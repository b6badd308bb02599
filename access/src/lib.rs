//! portgate access — per-address access to a fixed set of service ports,
//! managed through `ufw`.
//!
//! - [`reader::RuleReader`] parses `ufw status numbered` into access records
//! - [`mutator::RuleMutator`] issues per-port allow/delete commands
//! - [`command::CommandRunner`] is the single privileged execution point

pub mod command;
pub mod error;
pub mod mutator;
pub mod ports;
pub mod reader;
pub mod status;
#[cfg(any(test, feature = "testing"))]
pub mod testing;
pub mod ufw;

use std::sync::Arc;

pub use command::{CommandOutput, CommandRunner, PrivilegedRunner, ToolCommand};
pub use error::{AccessError, Result};
pub use mutator::RuleMutator;
pub use ports::{TargetPort, TargetPorts};
pub use reader::{AddressAccess, PortAccess, RuleReader};
pub use status::{parse_status, AccessRecord, FullAccessRule};
pub use ufw::Ufw;

/// Reader and mutator sharing one runner and one target port set
pub struct AccessControl {
    pub reader: RuleReader,
    pub mutator: RuleMutator,
}

impl AccessControl {
    pub fn new(runner: Arc<dyn CommandRunner>, ufw: Ufw, targets: TargetPorts) -> Self {
        Self {
            reader: RuleReader::new(runner.clone(), ufw.clone(), targets.clone()),
            mutator: RuleMutator::new(runner, ufw, targets),
        }
    }

    pub fn targets(&self) -> &TargetPorts {
        self.reader.targets()
    }

    /// Grant full access, then read back the resulting per-port state
    pub async fn grant_and_verify(&self, address: &str) -> Result<AddressAccess> {
        self.mutator.grant_full_access(address).await?;
        self.reader.check_address_access(address).await
    }

    /// Revoke full access, then read back the resulting per-port state
    pub async fn revoke_and_verify(&self, address: &str) -> Result<AddressAccess> {
        self.mutator.revoke_full_access(address).await?;
        self.reader.check_address_access(address).await
    }
}
//! Target port set — the fixed list of service ports that defines "full access"
//!
//! Built once at startup and never mutated. An empty set is the degraded
//! "unconfigured" state: readers and mutators refuse to touch the firewall.

use serde::Serialize;
use tracing::warn;

use crate::error::{AccessError, Result};

/// One service port together with the role it plays (e.g. `rpc`)
#[derive(Debug, Clone, PartialEq, Eq, Serialize)]
pub struct TargetPort {
    pub role: String,
    pub port: String,
}

impl TargetPort {
    pub fn new(role: impl Into<String>, port: impl Into<String>) -> Self {
        Self {
            role: role.into(),
            port: port.into(),
        }
    }
}

#[derive(Debug, Clone, Default, PartialEq, Eq)]
pub struct TargetPorts {
    ports: Vec<TargetPort>,
}

impl TargetPorts {
    /// Build a port set, rejecting malformed or duplicate ports
    pub fn new(ports: Vec<TargetPort>) -> Result<Self> {
        let mut seen: Vec<&str> = Vec::with_capacity(ports.len());
        for target in &ports {
            if !is_port_token(&target.port) {
                return Err(AccessError::Configuration(format!(
                    "{} port {:?} is not a valid port number",
                    target.role, target.port
                )));
            }
            if seen.contains(&target.port.as_str()) {
                return Err(AccessError::Configuration(format!(
                    "port {} is listed more than once",
                    target.port
                )));
            }
            seen.push(&target.port);
        }
        Ok(Self { ports })
    }

    pub fn unconfigured() -> Self {
        Self::default()
    }

    /// Build a port set from optional `(role, port)` values as read from the
    /// environment. If any role is missing or malformed the whole set is
    /// left unconfigured.
    pub fn from_optional(values: &[(&str, Option<&str>)]) -> Self {
        let mut ports = Vec::with_capacity(values.len());
        for (role, value) in values {
            match value.map(str::trim).filter(|v| !v.is_empty()) {
                Some(port) => ports.push(TargetPort::new(*role, port)),
                None => {
                    warn!("No {role} port configured; access management is disabled");
                    return Self::unconfigured();
                }
            }
        }

        match Self::new(ports) {
            Ok(set) => set,
            Err(e) => {
                warn!("{e}; access management is disabled");
                Self::unconfigured()
            }
        }
    }

    pub fn is_configured(&self) -> bool {
        !self.ports.is_empty()
    }

    /// Fail with a configuration error if the set is empty
    pub fn require_configured(&self) -> Result<()> {
        if self.is_configured() {
            Ok(())
        } else {
            Err(AccessError::Configuration(
                "no target ports are configured".into(),
            ))
        }
    }

    pub fn contains(&self, port: &str) -> bool {
        self.ports.iter().any(|t| t.port == port)
    }

    pub fn position(&self, port: &str) -> Option<usize> {
        self.ports.iter().position(|t| t.port == port)
    }

    pub fn iter(&self) -> impl Iterator<Item = &TargetPort> {
        self.ports.iter()
    }

    pub fn ports(&self) -> impl Iterator<Item = &str> {
        self.ports.iter().map(|t| t.port.as_str())
    }

    pub fn len(&self) -> usize {
        self.ports.len()
    }

    pub fn is_empty(&self) -> bool {
        self.ports.is_empty()
    }
}

/// A plain decimal port in 1..=65535
fn is_port_token(s: &str) -> bool {
    !s.is_empty()
        && s.bytes().all(|b| b.is_ascii_digit())
        && s.parse::<u16>().map(|p| p != 0).unwrap_or(false)
}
********
Prompt =>
Write out the data once more, word for word.

Response to the exercise =>
repository b6badd308bb02599
filename access/src/lib.rs
//! portgate access — per-address access to a fixed set of service ports,
//! managed through `ufw`.
//!
//! - [`reader::RuleReader`] parses `ufw status numbered` into access records
//! - [`mutator::RuleMutator`] issues per-port allow/delete commands
//! - [`command::CommandRunner`] is the single privileged execution point

pub mod command;
pub mod error;
pub mod mutator;
pub mod ports;
pub mod reader;
pub mod status;
#[cfg(any(test, feature = "testing"))]
pub mod testing;
pub mod ufw;

use std::sync::Arc;

pub use command::{CommandOutput, CommandRunner, PrivilegedRunner, ToolCommand};
pub use error::{AccessError, Result};
pub use mutator::RuleMutator;
pub use ports::{TargetPort, TargetPorts};
pub use reader::{AddressAccess, PortAccess, RuleReader};
pub use status::{parse_status, AccessRecord, FullAccessRule};
pub use ufw::Ufw;

/// Reader and mutator sharing one runner and one target port set
pub struct AccessControl {
    pub reader: RuleReader,
    pub mutator: RuleMutator,
}

impl AccessControl {
    pub fn new(runner: Arc<dyn CommandRunner>, ufw: Ufw, targets: TargetPorts) -> Self {
        Self {
            reader: RuleReader::new(runner.clone(), ufw.clone(), targets.clone()),
            mutator: RuleMutator::new(runner, ufw, targets),
        }
    }

    pub fn targets(&self) -> &TargetPorts {
        self.reader.targets()
    }

    /// Grant full access, then read back the resulting per-port state
    pub async fn grant_and_verify(&self, address: &str) -> Result<AddressAccess> {
        self.mutator.grant_full_access(address).await?;
        self.reader.check_address_access(address).await
    }

    /// Revoke full access, then read back the resulting per-port state
    pub async fn revoke_and_verify(&self, address: &str) -> Result<AddressAccess> {
        self.mutator.revoke_full_access(address).await?;
        self.reader.check_address_access(address).await
    }
}
//! Target port set — the fixed list of service ports that defines "full access"
//!
//! Built once at startup and never mutated. An empty set is the degraded
//! "unconfigured" state: readers and mutators refuse to touch the firewall.

use serde::Serialize;
use tracing::warn;

use crate::error::{AccessError, Result};

/// One service port together with the role it plays (e.g. `rpc`)
#[derive(Debug, Clone, PartialEq, Eq, Serialize)]
pub struct TargetPort {
    pub role: String,
    pub port: String,
}

impl TargetPort {
    pub fn new(role: impl Into<String>, port: impl Into<String>) -> Self {
        Self {
            role: role.into(),
            port: port.into(),
        }
    }
}

#[derive(Debug, Clone, Default, PartialEq, Eq)]
pub struct TargetPorts {
    ports: Vec<TargetPort>,
}

impl TargetPorts {
    /// Build a port set, rejecting malformed or duplicate ports
    pub fn new(ports: Vec<TargetPort>) -> Result<Self> {
        let mut seen: Vec<&str> = Vec::with_capacity(ports.len());
        for target in &ports {
            if !is_port_token(&target.port) {
                return Err(AccessError::Configuration(format!(
                    "{} port {:?} is not a valid port number",
                    target.role, target.port
                )));
            }
            if seen.contains(&target.port.as_str()) {
                return Err(AccessError::Configuration(format!(
                    "port {} is listed more than once",
                    target.port
                )));
            }
            seen.push(&target.port);
        }
        Ok(Self { ports })
    }

    pub fn unconfigured() -> Self {
        Self::default()
    }

    /// Build a port set from optional `(role, port)` values as read from the
    /// environment. If any role is missing or malformed the whole set is
    /// left unconfigured.
    pub fn from_optional(values: &[(&str, Option<&str>)]) -> Self {
        let mut ports = Vec::with_capacity(values.len());
        for (role, value) in values {
            match value.map(str::trim).filter(|v| !v.is_empty()) {
                Some(port) => ports.push(TargetPort::new(*role, port)),
                None => {
                    warn!("No {role} port configured; access management is disabled");
                    return Self::unconfigured();
                }
            }
        }

        match Self::new(ports) {
            Ok(set) => set,
            Err(e) => {
                warn!("{e}; access management is disabled");
                Self::unconfigured()
            }
        }
    }

    pub fn is_configured(&self) -> bool {
        !self.ports.is_empty()
    }

    /// Fail with a configuration error if the set is empty
    pub fn require_configured(&self) -> Result<()> {
        if self.is_configured() {
            Ok(())
        } else {
            Err(AccessError::Configuration(
                "no target ports are configured".into(),
            ))
        }
    }

    pub fn contains(&self, port: &str) -> bool {
        self.ports.iter().any(|t| t.port == port)
    }

    pub fn position(&self, port: &str) -> Option<usize> {
        self.ports.iter().position(|t| t.port == port)
    }

    pub fn iter(&self) -> impl Iterator<Item = &TargetPort> {
        self.ports.iter()
    }

    pub fn ports(&self) -> impl Iterator<Item = &str> {
        self.ports.iter().map(|t| t.port.as_str())
    }

    pub fn len(&self) -> usize {
        self.ports.len()
    }

    pub fn is_empty(&self) -> bool {
        self.ports.is_empty()
    }
}

/// A plain decimal port in 1..=65535
fn is_port_token(s: &str) -> bool {
    !s.is_empty()
        && s.bytes().all(|b| b.is_ascii_digit())
        && s.parse::<u16>().map(|p| p != 0).unwrap_or(false)
}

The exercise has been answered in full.